Issondj Banta Nelson Junior, Patrick Njionou, Offole Florence, Mouangue Ruben
National Higher Polytechnic School of Douala, University of Douala, P.O. BOX 2107, Douala, Cameroon.
Laboratory of Energy, Materials, Modeling and Method of the University of Douala, Douala, Cameroon.
Heliyon. 2024 May 3;10(9):e30497. doi: 10.1016/j.heliyon.2024.e30497. eCollection 2024 May 15.
The work carried out in this paper focused on "Machine learning models for the prediction of turbulent combustion speed for hydrogen-natural gas spark ignition engines". The aim of this work is to develop and verify the ability of machine learning models to solve the problem of estimating the turbulent flame speed for a spark-ignition internal combustion engine operating with a hydrogen-natural gas mixture, then evaluate the relevance of these models in relation to the usual approaches. The novelty of this work is the possibility of a direct calculation of turbulent combustion speed with a good precision, using only machine learning model. The obtained models are also compared to each other by considering in turn as a comparison criterion: the precision of the result, calculation time, and the ability to assimilate original data (which has not undergone preprocessing). An important particularity of this work is that the input variables of the machine learning models were chosen among the variables directly measurable experimentally, based on the opinion of experts in combustion in internal combustion engines and not on the usual approaches to dimensionality reduction on a dataset. The data used for this work was taken from a MINSEL 380, a 380-cc single-cylinder engine. The results show that all the machine learning models obtained are significantly faster than the usual approach and Random Forest (R: R-squared = 0.9939 and RMSE: Root Mean Square Error = 0.4274) gives the best results. With a forecasting accuracy of over 90 %, both approaches can make reasonable predictions for most industrial applications such as designing engine monitoring and control systems, firefighting systems, simulation, and prototyping tools.

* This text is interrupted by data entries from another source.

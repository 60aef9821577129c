//! Extracts multiple-choice questions from HTML pasted out of a word
//! processor or a web page.
//!
//! The HTML is first flattened to text lines (block tags become line breaks,
//! entities are decoded), then each line is classified as a section heading,
//! question start, option, answer, explanation, or continuation of whatever
//! came before. Parsing never fails: incomplete questions are dropped and
//! reported through [`ParseResult::warnings`].

use std::collections::HashSet;
use std::sync::LazyLock;

use regex::Regex;
use serde::Serialize;

use crate::entity::question::AnswerOption;

static SCRIPT_STYLE_RE: LazyLock<Regex> = LazyLock::new(|| {
    Regex::new(r"(?is)<(?:script|style)\b[^>]*>.*?</(?:script|style)\s*>").expect("valid regex")
});
static COMMENT_RE: LazyLock<Regex> =
    LazyLock::new(|| Regex::new(r"(?s)<!--.*?-->").expect("valid regex"));
static LINE_BREAK_RE: LazyLock<Regex> = LazyLock::new(|| {
    Regex::new(r"(?i)<br\s*/?>|</?(?:p|div|li|ul|ol|tr|table|tbody|thead|h[1-6]|section|article|blockquote)\b[^>]*>")
        .expect("valid regex")
});
static CELL_END_RE: LazyLock<Regex> =
    LazyLock::new(|| Regex::new(r"(?i)</t[dh]\s*>").expect("valid regex"));
static TAG_RE: LazyLock<Regex> = LazyLock::new(|| Regex::new(r"<[^>]*>").expect("valid regex"));
static NUMERIC_ENTITY_RE: LazyLock<Regex> =
    LazyLock::new(|| Regex::new(r"&#(?:[xX]([0-9a-fA-F]+)|(\d+));").expect("valid regex"));
static SPACES_RE: LazyLock<Regex> =
    LazyLock::new(|| Regex::new(r"[ \t\u{a0}\u{3000}]+").expect("valid regex"));

static SECTION_RE: LazyLock<Regex> = LazyLock::new(|| {
    Regex::new(
        r"^(?:[一二三四五六七八九十]+\s*[、.．]|第\s*[一二三四五六七八九十\d]+\s*(?:部分|章|节)|(?i:part|section)\s+[\dIVXivx]+\b)",
    )
    .expect("valid regex")
});
static QUESTION_RE: LazyLock<Regex> = LazyLock::new(|| {
    Regex::new(r"^(?:第\s*(\d+)\s*题\s*[:：.．、]?|(\d+)\s*[.．、)）]|[(（]\s*(\d+)\s*[)）])\s*(.*)$")
        .expect("valid regex")
});
static OPTION_MARK_RE: LazyLock<Regex> =
    LazyLock::new(|| Regex::new(r"[(（]?\s*([A-D])\s*[.．、)）:：]").expect("valid regex"));
static ANSWER_RE: LazyLock<Regex> = LazyLock::new(|| {
    Regex::new(
        r"(?i)^(?:【\s*(?:正确)?答案\s*】|(?:正确|参考)?答案\s*[:：]|(?:correct\s+)?answer\s*[:：])\s*([A-D])\s*(.*)$",
    )
    .expect("valid regex")
});
static EXPLANATION_RE: LazyLock<Regex> = LazyLock::new(|| {
    Regex::new(r"(?i)^(?:【\s*解析\s*】|(?:答案)?解析\s*[:：]|explanation\s*[:：]|analysis\s*[:：])\s*(.*)$")
        .expect("valid regex")
});
static INLINE_ANSWER_RE: LazyLock<Regex> =
    LazyLock::new(|| Regex::new(r"[(（]\s*([A-D])\s*[)）]").expect("valid regex"));

/// One complete question recovered from the input.
#[derive(Debug, Clone, PartialEq, Eq, Serialize, utoipa::ToSchema)]
pub struct ParsedQuestion {
    /// Sequential position in the parsed output, starting at 1.
    pub question_number: i32,
    /// Number as written in the source, when there was one.
    pub source_number: Option<i32>,
    pub section: Option<String>,
    pub question_text: String,
    pub option_a: String,
    pub option_b: String,
    pub option_c: String,
    pub option_d: String,
    pub correct_answer: AnswerOption,
    pub explanation: Option<String>,
}

/// A non-fatal problem found while parsing.
#[derive(Debug, Clone, PartialEq, Eq, Serialize, utoipa::ToSchema)]
pub struct ParseWarning {
    /// Source question number the warning refers to, if any.
    pub question: Option<i32>,
    pub message: String,
}

#[derive(Debug, Clone, Serialize, utoipa::ToSchema)]
pub struct ParseResult {
    /// `true` when at least one question was recovered.
    pub success: bool,
    pub questions: Vec<ParsedQuestion>,
    pub warnings: Vec<ParseWarning>,
}

#[derive(Debug, Clone, Copy, PartialEq, Eq)]
enum Field {
    Text,
    Option(usize),
    Explanation,
    /// Text after a bare answer line belongs to nothing.
    Answer,
}

#[derive(Debug, Default)]
struct Draft {
    source_number: Option<i32>,
    section: Option<String>,
    text: String,
    options: [Option<String>; 4],
    answer: Option<AnswerOption>,
    explanation: Option<String>,
    last: Option<Field>,
}

impl Draft {
    fn append(&mut self, line: &str) {
        let target = match self.last {
            Some(Field::Text) | None => &mut self.text,
            Some(Field::Option(i)) => self.options[i].get_or_insert_with(String::new),
            Some(Field::Explanation) => self.explanation.get_or_insert_with(String::new),
            Some(Field::Answer) => return,
        };
        push_joined(target, line);
    }
}

fn push_joined(target: &mut String, line: &str) {
    if !target.is_empty() {
        target.push(' ');
    }
    target.push_str(line);
}

/// Parse pasted HTML into questions. Never panics on malformed input.
pub fn parse_questions(html: &str) -> ParseResult {
    let lines = html_to_lines(html);
    let mut warnings = Vec::new();

    if lines.is_empty() {
        warnings.push(ParseWarning {
            question: None,
            message: "Input contains no text".into(),
        });
        return ParseResult {
            success: false,
            questions: Vec::new(),
            warnings,
        };
    }

    let mut section: Option<String> = None;
    let mut current: Option<Draft> = None;
    let mut drafts: Vec<Draft> = Vec::new();

    for line in &lines {
        if let Some(caps) = ANSWER_RE.captures(line) {
            let Some(draft) = current.as_mut() else {
                warnings.push(ParseWarning {
                    question: None,
                    message: format!("Answer line outside of a question: {line}"),
                });
                continue;
            };
            draft.answer = caps[1].to_ascii_uppercase().parse().ok();
            let rest = caps.get(2).map_or("", |m| m.as_str()).trim();
            if let Some(exp) = EXPLANATION_RE.captures(rest) {
                let text = exp[1].trim();
                if !text.is_empty() {
                    draft.explanation = Some(text.to_string());
                }
                draft.last = Some(Field::Explanation);
            } else {
                draft.last = Some(Field::Answer);
            }
            continue;
        }

        if let Some(caps) = EXPLANATION_RE.captures(line) {
            if let Some(draft) = current.as_mut() {
                let text = caps[1].trim();
                if !text.is_empty() {
                    draft.explanation = Some(text.to_string());
                }
                draft.last = Some(Field::Explanation);
            }
            continue;
        }

        if SECTION_RE.is_match(line) {
            if let Some(draft) = current.take() {
                drafts.push(draft);
            }
            section = Some(line.to_string());
            continue;
        }

        if let Some((number, rest)) = question_start(line) {
            if let Some(draft) = current.take() {
                drafts.push(draft);
            }
            let mut draft = Draft {
                source_number: Some(number),
                section: section.clone(),
                last: Some(Field::Text),
                ..Default::default()
            };
            if !rest.is_empty() {
                draft.text.push_str(rest);
            }
            current = Some(draft);
            continue;
        }

        if let Some(options) = split_options(line) {
            let Some(draft) = current.as_mut() else {
                warnings.push(ParseWarning {
                    question: None,
                    message: format!("Option line outside of a question: {line}"),
                });
                continue;
            };
            for (index, text) in options {
                if draft.options[index].is_some() {
                    warnings.push(ParseWarning {
                        question: draft.source_number,
                        message: format!("Option {} appears more than once", letter(index)),
                    });
                }
                draft.options[index] = Some(text);
                draft.last = Some(Field::Option(index));
            }
            continue;
        }

        match current.as_mut() {
            Some(draft) => draft.append(line),
            None => warnings.push(ParseWarning {
                question: None,
                message: format!("Ignored text before the first question: {line}"),
            }),
        }
    }

    if let Some(draft) = current.take() {
        drafts.push(draft);
    }

    let mut questions = Vec::new();
    let mut seen_numbers = HashSet::new();

    for draft in drafts {
        if let Some(n) = draft.source_number
            && !seen_numbers.insert(n)
        {
            warnings.push(ParseWarning {
                question: Some(n),
                message: format!("Duplicate question number {n}; renumbered"),
            });
        }

        match finish(draft, questions.len() as i32 + 1) {
            Ok(q) => questions.push(q),
            Err(w) => warnings.push(w),
        }
    }

    ParseResult {
        success: !questions.is_empty(),
        questions,
        warnings,
    }
}

fn finish(mut draft: Draft, number: i32) -> Result<ParsedQuestion, ParseWarning> {
    let mut text = draft.text.trim().to_string();

    if draft.answer.is_none()
        && let Some(caps) = INLINE_ANSWER_RE.captures(&text)
    {
        draft.answer = caps[1].parse().ok();
        text = INLINE_ANSWER_RE.replace(&text, "（ ）").into_owned();
    }

    let mut missing = Vec::new();
    if text.is_empty() {
        missing.push("question text".to_string());
    }
    for (i, opt) in draft.options.iter().enumerate() {
        if opt.as_deref().is_none_or(|o| o.trim().is_empty()) {
            missing.push(format!("option {}", letter(i)));
        }
    }
    if draft.answer.is_none() {
        missing.push("answer".to_string());
    }

    if !missing.is_empty() {
        return Err(ParseWarning {
            question: draft.source_number,
            message: format!(
                "Question {} skipped: missing {}",
                draft
                    .source_number
                    .map_or_else(|| "?".to_string(), |n| n.to_string()),
                missing.join(", ")
            ),
        });
    }

    let [a, b, c, d] = draft.options.map(|o| o.unwrap_or_default().trim().to_string());
    Ok(ParsedQuestion {
        question_number: number,
        source_number: draft.source_number,
        section: draft.section,
        question_text: text,
        option_a: a,
        option_b: b,
        option_c: c,
        option_d: d,
        correct_answer: draft.answer.unwrap_or(AnswerOption::A),
        explanation: draft
            .explanation
            .map(|e| e.trim().to_string())
            .filter(|e| !e.is_empty()),
    })
}

fn letter(index: usize) -> char {
    (b'A' + index as u8) as char
}

/// Recognise `12.`, `12、`, `(12)`, `第12题` style starts.
fn question_start(line: &str) -> Option<(i32, &str)> {
    let caps = QUESTION_RE.captures(line)?;
    let number = caps
        .get(1)
        .or_else(|| caps.get(2))
        .or_else(|| caps.get(3))?
        .as_str()
        .parse()
        .ok()?;
    let rest = caps.get(4).map_or("", |m| m.as_str()).trim();

    // "3.5 million ..." is a sentence, not question 3.
    let separator_is_dot = caps.get(2).is_some()
        && line[caps.get(2)?.end()..].trim_start().starts_with('.');
    if separator_is_dot && rest.starts_with(|c: char| c.is_ascii_digit()) {
        return None;
    }

    Some((number, rest))
}

/// Split a line starting with an option marker into `(index, text)` pairs.
/// Several options may share a line, e.g. `A.red B.green C.blue D.black`.
fn split_options(line: &str) -> Option<Vec<(usize, String)>> {
    let first = OPTION_MARK_RE.find(line)?;
    if first.start() != 0 {
        return None;
    }

    let mut marks: Vec<(usize, usize, usize)> = Vec::new();
    let mut prev_index: Option<usize> = None;
    for caps in OPTION_MARK_RE.captures_iter(line) {
        let (Some(m), Some(l)) = (caps.get(0), caps.get(1)) else {
            continue;
        };
        let index = (l.as_str().as_bytes()[0] - b'A') as usize;
        let at_boundary = m.start() == 0
            || line[..m.start()]
                .chars()
                .next_back()
                .is_some_and(char::is_whitespace);
        let ascending = prev_index.is_none_or(|p| index > p);
        if at_boundary && ascending {
            marks.push((index, m.start(), m.end()));
            prev_index = Some(index);
        }
    }

    let options = marks
        .iter()
        .enumerate()
        .map(|(i, &(index, _, text_start))| {
            let text_end = marks.get(i + 1).map_or(line.len(), |next| next.1);
            (index, line[text_start..text_end].trim().to_string())
        })
        .collect();
    Some(options)
}

/// Flatten HTML into trimmed, non-empty text lines.
pub fn html_to_lines(html: &str) -> Vec<String> {
    let text = SCRIPT_STYLE_RE.replace_all(html, "");
    let text = COMMENT_RE.replace_all(&text, "");
    let text = LINE_BREAK_RE.replace_all(&text, "\n");
    let text = CELL_END_RE.replace_all(&text, " ");
    let text = TAG_RE.replace_all(&text, "");
    let text = decode_entities(&text);

    text.lines()
        .map(|l| SPACES_RE.replace_all(l, " ").trim().to_string())
        .filter(|l| !l.is_empty())
        .collect()
}

fn decode_entities(s: &str) -> String {
    let numeric = NUMERIC_ENTITY_RE.replace_all(s, |caps: &regex::Captures| {
        let code = match (caps.get(1), caps.get(2)) {
            (Some(hex), _) => u32::from_str_radix(hex.as_str(), 16).ok(),
            (_, Some(dec)) => dec.as_str().parse().ok(),
            _ => None,
        };
        code.and_then(char::from_u32)
            .map(String::from)
            .unwrap_or_default()
    });

    numeric
        .replace("&nbsp;", " ")
        .replace("&lt;", "<")
        .replace("&gt;", ">")
        .replace("&quot;", "\"")
        .replace("&apos;", "'")
        .replace("&ldquo;", "“")
        .replace("&rdquo;", "”")
        .replace("&hellip;", "…")
        .replace("&mdash;", "—")
        .replace("&amp;", "&")
}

本文开展的工作聚焦于“用于预测氢气 - 天然气火花点火发动机湍流燃烧速度的机器学习模型”。这项工作的目的是开发并验证机器学习模型解决估算以氢气 - 天然气混合物运行的火花点火式内燃机湍流火焰速度问题的能力,然后评估这些模型相对于常用方法的相关性。这项工作的新颖之处在于仅使用机器学习模型就能高精度地直接计算湍流燃烧速度。还依次将结果精度、计算时间以及吸收原始数据(未经过预处理的数据)的能力作为比较标准,对所得模型进行相互比较。这项工作的一个重要特点是,机器学习模型的输入变量是根据内燃机燃烧领域专家的意见,从可直接通过实验测量的变量中选取的,而不是基于数据集降维的常用方法。用于这项工作的数据取自一台MINSEL 380型380立方厘米单缸发动机。结果表明,所有得到的机器学习模型都比常用方法显著更快,随机森林模型(R:决定系数 = 0.9939,RMSE:均方根误差 = 0.4274)给出了最佳结果。两种方法的预测准确率均超过90%,对于大多数工业应用,如设计发动机监测与控制系统、消防系统、模拟和原型制作工具等,都能做出合理预测。